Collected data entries
--- START ---
//! Response normalization layer for the SocialDown API
//!
//! This crate maps heterogeneous per-platform payloads into one
//! [`UnifiedResult`] shape.
//!
//! # Architecture
//!
//! ```text
//! ┌──────────────────────────────────────────────┐
//! │        MediaResolver<A: MediaApi>            │
//! │  process_url(&str) -> UnifiedResult          │
//! └──────────────────────────────────────────────┘
//!        │                │
//!        ▼                ▼
//! detect_platform   transform::* (pure, per platform)
//! ```
//!
//! # Example
//!
//! ```ignore
//! use resolver::MediaResolver;
//! use socialdown::SocialdownClient;
//!
//! let client = SocialdownClient::new(reqwest::Client::new());
//! let resolver = MediaResolver::new(client);
//! let result = resolver.process_url("https://youtu.be/abc123").await;
//! ```

mod api;
mod error;
mod models;
mod platform;
mod resolver;
pub mod transform;

pub use api::MediaApi;
pub use error::ResolveError;
pub use models::{DownloadLink, DownloadType, UnifiedResult};
pub use platform::{detect_platform, Platform};
pub use resolver::MediaResolver;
--- END ---
AIM OF THE EXERCISE:
Check each line of the entries for "SocialdownClient" and copy those that have it.

ANSWER AREA:
//! use socialdown::SocialdownClient;
//! let client = SocialdownClient::new(reqwest::Client::new());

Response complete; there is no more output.